She is a warrior and I take it an offworlder and doesn't seem afraid of anything.
She's also unabashedly a mage which complicates things.
She... Flirted with me a little unless that was just my imagination and has said on a few occasions she "likes" me.
People make up bad things about her that aren't really reflective of her actions.

She loves battle.
She used to wear red armor but is definitely not a Hazlani or red wizard... Judging by her long blonde hair and lack of tattoos (Obviously!). Now she wears black armor.
People are calling her a man eater (or man stealer? Whichever is the more shocking of the two and when neither of those gives pause or raises eyebrows even go so far as suggest she is into elven women, tsk tsk that seems a tired cliche if I've ever heard one!), they are claiming she has murderously "dueled" lots of people, that she has sworn allegiance to the vampires and other things designed to make her out to be much more terrible than she is.
It's very childish of them...

I learned that her master she studies under is an elven scholar. The elf seems most reasonable. He is not a vampire.

She told me one of the people propagating this foul gossip is the elf Tinu who it seems she has crossed. Are people truly so dumb they assume since Lyndsay wears dark colored armor that in of itself needs necessarily make her an evil person?

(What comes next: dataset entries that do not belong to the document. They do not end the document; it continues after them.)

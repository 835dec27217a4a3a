//! Common node identity and the name-keyed child map.

use std::collections::BTreeMap;
use std::ops::Bound;

use crate::paths;

/// Case handling for child-name lookups, fixed per tree at construction and
/// propagated through every directory factory.
#[derive(Debug, Clone, Copy, PartialEq, Eq, Default)]
pub enum CaseMode {
    /// Names compare byte-for-byte.
    #[default]
    Sensitive,
    /// Names compare after Unicode lowercasing; the original spelling is
    /// preserved for display and full paths.
    Insensitive,
}

impl CaseMode {
    /// Folds a name into its lookup key.
    pub fn fold(self, name: &str) -> String {
        match self {
            CaseMode::Sensitive => name.to_string(),
            CaseMode::Insensitive => name.to_lowercase(),
        }
    }
}

/// Immutable identity shared by every tree element.
///
/// `full_path` is the parent's full path joined with `name`; the empty
/// name/path pair is reserved for tree roots. Both are fixed at
/// construction. A node mounted under an alias keeps the full path of its
/// source — the lookup path and the recorded path disagreeing is expected,
/// not an error.
#[derive(Debug, Clone, PartialEq, Eq)]
pub struct NodeMeta {
    name: String,
    full_path: String,
}

impl NodeMeta {
    /// Creates node identity from a full path; the name is the last segment.
    pub fn new(full_path: impl Into<String>) -> Self {
        let full_path = full_path.into();
        let name = paths::file_name(&full_path).to_string();
        Self { name, full_path }
    }

    /// The bare name (empty only for roots).
    pub fn name(&self) -> &str {
        &self.name
    }

    /// The full path recorded at construction.
    pub fn full_path(&self) -> &str {
        &self.full_path
    }
}

/// Ordered name-keyed map with configurable case folding.
///
/// Keys are folded per [`CaseMode`]; the original spelling of each name is
/// kept alongside the value. Entries are ordered by folded key, which gives
/// the restartable `next_after` cursor used by the enumeration types.
#[derive(Debug, Clone)]
pub struct NameMap<T> {
    case: CaseMode,
    map: BTreeMap<String, (String, T)>,
}

impl<T: Clone> NameMap<T> {
    pub fn new(case: CaseMode) -> Self {
        Self { case, map: BTreeMap::new() }
    }

    pub fn case(&self) -> CaseMode {
        self.case
    }

    pub fn get(&self, name: &str) -> Option<T> {
        self.map.get(&self.case.fold(name)).map(|(_, v)| v.clone())
    }

    pub fn contains(&self, name: &str) -> bool {
        self.map.contains_key(&self.case.fold(name))
    }

    /// Inserts under `name`, returning the displaced value if any.
    pub fn insert(&mut self, name: &str, value: T) -> Option<T> {
        self.map
            .insert(self.case.fold(name), (name.to_string(), value))
            .map(|(_, old)| old)
    }

    pub fn remove(&mut self, name: &str) -> Option<T> {
        self.map.remove(&self.case.fold(name)).map(|(_, old)| old)
    }

    /// The first entry strictly after `prev` in folded-key order, or the
    /// first entry overall when `prev` is `None`. Yields the original name.
    pub fn next_after(&self, prev: Option<&str>) -> Option<(String, T)> {
        let folded;
        let lower = match prev {
            Some(p) => {
                folded = self.case.fold(p);
                Bound::Excluded(&folded)
            }
            None => Bound::Unbounded,
        };
        self.map
            .range::<String, _>((lower, Bound::<&String>::Unbounded))
            .next()
            .map(|(_, (name, value))| (name.clone(), value.clone()))
    }

    pub fn iter(&self) -> impl Iterator<Item = (&str, &T)> {
        self.map.values().map(|(name, value)| (name.as_str(), value))
    }

    pub fn values(&self) -> impl Iterator<Item = &T> {
        self.map.values().map(|(_, value)| value)
    }

    pub fn retain(&mut self, mut keep: impl FnMut(&str, &T) -> bool) {
        self.map.retain(|_, (name, value)| keep(name, value));
    }

    pub fn len(&self) -> usize {
        self.map.len()
    }

    pub fn is_empty(&self) -> bool {
        self.map.is_empty()
    }

    pub fn clear(&mut self) {
        self.map.clear();
    }
}
#[cfg(test)]
mod tests {
    use super::*;
    use crate::dir::{DirExt, IterMode};
    use crate::file::read_all;
    use crate::memory::{MemDir, MemFile};

    /// Builds `<root>/data/file.txt` containing `content`.
    fn source(root_name: &str, content: &[u8]) -> DirHandle {
        let dir: DirHandle = Arc::new(MemDir::new(root_name, CaseMode::Sensitive));
        let data = dir.ensure_dir("data");
        data.add(
            Arc::new(MemFile::with_content(
                format!("{root_name}/data/file.txt"),
                content.to_vec(),
            )),
            true,
        );
        dir
    }

    fn first_byte(f: &FileHandle) -> u8 {
        read_all(f.as_ref()).unwrap()[0]
    }

    #[test]
    fn test_last_mounted_wins() {
        let root = OverlayDir::root(CaseMode::Sensitive);
        let a = source("a", b"A");
        let b = source("b", b"B");
        root.mount(&a, MountStrength::Mounted);
        root.mount(&b, MountStrength::Mounted);

        let handle: DirHandle = root.clone();
        let f = handle.get_file("data/file.txt").unwrap();
        assert_eq!(first_byte(&f), b'B');

        // opposite order, opposite winner
        let root2 = OverlayDir::root(CaseMode::Sensitive);
        root2.mount(&b, MountStrength::Mounted);
        root2.mount(&a, MountStrength::Mounted);
        let handle2: DirHandle = root2.clone();
        let f = handle2.get_file("data/file.txt").unwrap();
        assert_eq!(first_byte(&f), b'A');
    }

    #[test]
    fn test_remount_moves_to_top() {
        let root = OverlayDir::root(CaseMode::Sensitive);
        let a = source("a", b"A");
        let b = source("b", b"B");
        root.mount(&a, MountStrength::Mounted);
        root.mount(&b, MountStrength::Mounted);
        root.mount(&a, MountStrength::Mounted);
        assert_eq!(root.mount_count(), 2);

        let handle: DirHandle = root.clone();
        let f = handle.get_file("data/file.txt").unwrap();
        assert_eq!(first_byte(&f), b'A');
    }

    #[test]
    fn test_strength_upgrades_never_downgrade() {
        let root = OverlayDir::root(CaseMode::Sensitive);
        let a = source("a", b"A");
        root.mount(&a, MountStrength::Fixed);
        root.mount(&a, MountStrength::Mounted);
        // still fixed: clearing explicit mounts leaves it in place
        root.clear_mounts(MountStrength::Mounted);
        assert_eq!(root.mount_count(), 1);
    }

    #[test]
    fn test_implied_propagation_multi_level() {
        let root = OverlayDir::root(CaseMode::Sensitive);
        let src: DirHandle = Arc::new(MemDir::new("pack", CaseMode::Sensitive));
        let deep = src.get_dir("x/y/z", true).unwrap();
        deep.add(Arc::new(MemFile::with_content("pack/x/y/z/f.txt", &b"deep"[..])), true);

        root.mount(&src, MountStrength::Mounted);
        let handle: DirHandle = root.clone();
        // every level resolves through implied mounts, no manual re-mounts
        let f = handle.get_file("x/y/z/f.txt").unwrap();
        assert_eq!(first_byte(&f), b'd');
        let mid = handle.get_dir("x/y", false).unwrap();
        assert_eq!(mid.backend(), "overlay");
    }

    #[test]
    fn test_unmount_leaves_implied_entries() {
        let root = OverlayDir::root(CaseMode::Sensitive);
        let a = source("a", b"A");
        root.mount(&a, MountStrength::Mounted);
        assert!(root.unmount(&a));
        assert!(!root.unmount(&a));
        // no in-place repair: the implied child mount is still there until
        // the registry rebuilds
        let handle: DirHandle = root.clone();
        assert!(handle.get_file("data/file.txt").is_some());
        root.clear_mounts(MountStrength::Mounted);
        let handle: DirHandle = root.clone();
        assert!(handle.get_file("data/file.txt").is_none());
    }

    #[test]
    fn test_clear_mounts_cascades_but_keeps_nodes() {
        let root = OverlayDir::root(CaseMode::Sensitive);
        let a = source("a", b"A");
        root.mount(&a, MountStrength::Mounted);
        let data_before = root.overlay_child_get("data").unwrap();
        assert_eq!(data_before.mount_count(), 1);

        root.clear_mounts(MountStrength::Mounted);
        assert_eq!(root.mount_count(), 0);
        // the implied mount is gone, the node identity is not
        let data_after = root.overlay_child_get("data").unwrap();
        assert!(Arc::ptr_eq(&data_before, &data_after));
        assert_eq!(data_after.mount_count(), 0);
        assert!(data_after.file_by_name("file.txt").is_none());

        // re-mounting re-fills the same child node
        root.mount(&a, MountStrength::Mounted);
        assert_eq!(data_after.mount_count(), 1);
    }

    #[test]
    fn test_clear_mounts_keeps_spliced_files() {
        let root = OverlayDir::root(CaseMode::Sensitive);
        let a = source("a", b"A");
        root.mount(&a, MountStrength::Mounted);

        let handle: DirHandle = root.clone();
        handle.add_recursive(Arc::new(MemFile::with_content("virtual/v.txt", &b"v"[..])), true);

        root.clear_mounts(MountStrength::Fixed);
        let handle: DirHandle = root.clone();
        assert!(handle.get_file("data/file.txt").is_none());
        // locally inserted content has independent existence
        assert!(handle.get_file("virtual/v.txt").is_some());
    }

    #[test]
    fn test_local_files_lose_to_mounts() {
        let root = OverlayDir::root(CaseMode::Sensitive);
        let handle: DirHandle = root.clone();
        handle.add_recursive(
            Arc::new(MemFile::with_content("data/file.txt", &b"local"[..])),
            true,
        );
        let f = handle.get_file("data/file.txt").unwrap();
        assert_eq!(first_byte(&f), b'l');

        let a = source("a", b"A");
        root.mount(&a, MountStrength::Mounted);
        let f = handle.get_file("data/file.txt").unwrap();
        assert_eq!(first_byte(&f), b'A');
    }

    #[test]
    fn test_merged_iteration_dedupes_by_priority() {
        let root = OverlayDir::root(CaseMode::Sensitive);
        let a: DirHandle = Arc::new(MemDir::new("a", CaseMode::Sensitive));
        a.add(Arc::new(MemFile::with_content("a/shared.txt", &b"a"[..])), true);
        a.add(Arc::new(MemFile::with_content("a/only-a.txt", &b"a"[..])), true);
        let b: DirHandle = Arc::new(MemDir::new("b", CaseMode::Sensitive));
        b.add(Arc::new(MemFile::with_content("b/shared.txt", &b"b"[..])), true);
        b.add(Arc::new(MemFile::with_content("b/only-b.txt", &b"b"[..])), true);

        root.mount(&a, MountStrength::Mounted);
        root.mount(&b, MountStrength::Mounted);

        let handle: DirHandle = root.clone();
        let listed: Vec<(String, u8)> = handle
            .files(IterMode::Snapshot)
            .map(|(n, f)| (n, first_byte(&f)))
            .collect();
        assert_eq!(
            listed,
            vec![
                ("only-a.txt".to_string(), b'a'),
                ("only-b.txt".to_string(), b'b'),
                // the name collision resolves to the later mount
                ("shared.txt".to_string(), b'b'),
            ]
        );
    }

    #[test]
    fn test_late_source_subdir_backfills() {
        let root = OverlayDir::root(CaseMode::Sensitive);
        let src: DirHandle = Arc::new(MemDir::new("pack", CaseMode::Sensitive));
        root.mount(&src, MountStrength::Mounted);

        // the source grows after the mount propagation ran
        let late = src.get_dir("late", true).unwrap();
        late.add(Arc::new(MemFile::with_content("pack/late/f.txt", &b"x"[..])), true);

        let handle: DirHandle = root.clone();
        let f = handle.get_file("late/f.txt").unwrap();
        assert_eq!(first_byte(&f), b'x');
    }
}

Wow, people are quite dumb here in Vallaki.
I miss Ungrad and Valachan's steamy jungle heartland, the Forest of Beasts, with its never ending strange bird songs and animal calls...
Barovia has more bats than birds... They chirp too but it is not the same thing.

Judith and Leomont... Two Ezrite Purehearts, one an anchorite and the other a Templar... I have held vigil at night outside the Lady's Rest Inn and Morninglord temple in Vallaki's Western Outskirts a time or two with the former and explored the ruins next to Raduta Keep with the latter.
I hope they don't mean to try to convert me.  Any effort by people to convince me Yutow does not in fact reside his days and nights since The Pacification (his sacrifice and ascension that the dark skinned Valachani aborigines and invading light-skinned Vaasi were merged into one people so as to no longer be at war) up on the moon watching over us all is wasting his or her time; I am an acolyte Moarnekone. Someday soon I hope to be a full fledged priest of Yutow.

Mighty is The Peacebringer.  So long as there is moonlight you need not *fear* the night... It is not absolute darkness.  He watches over us all. He and the animal spirits he uses as messengers.

I am not a fan of Lyndsay's wizardry. Or any wizardry. It seems a necessary evil for many outsiders though so asking them to forgo or forsake their arcane practices would not be reasonable when it is I who find myself in the minority.
I will thus begrudgingly tolerate it when it is useful and in situations where the majority of other people in a group are into such blasphemies, Yutow preserve me.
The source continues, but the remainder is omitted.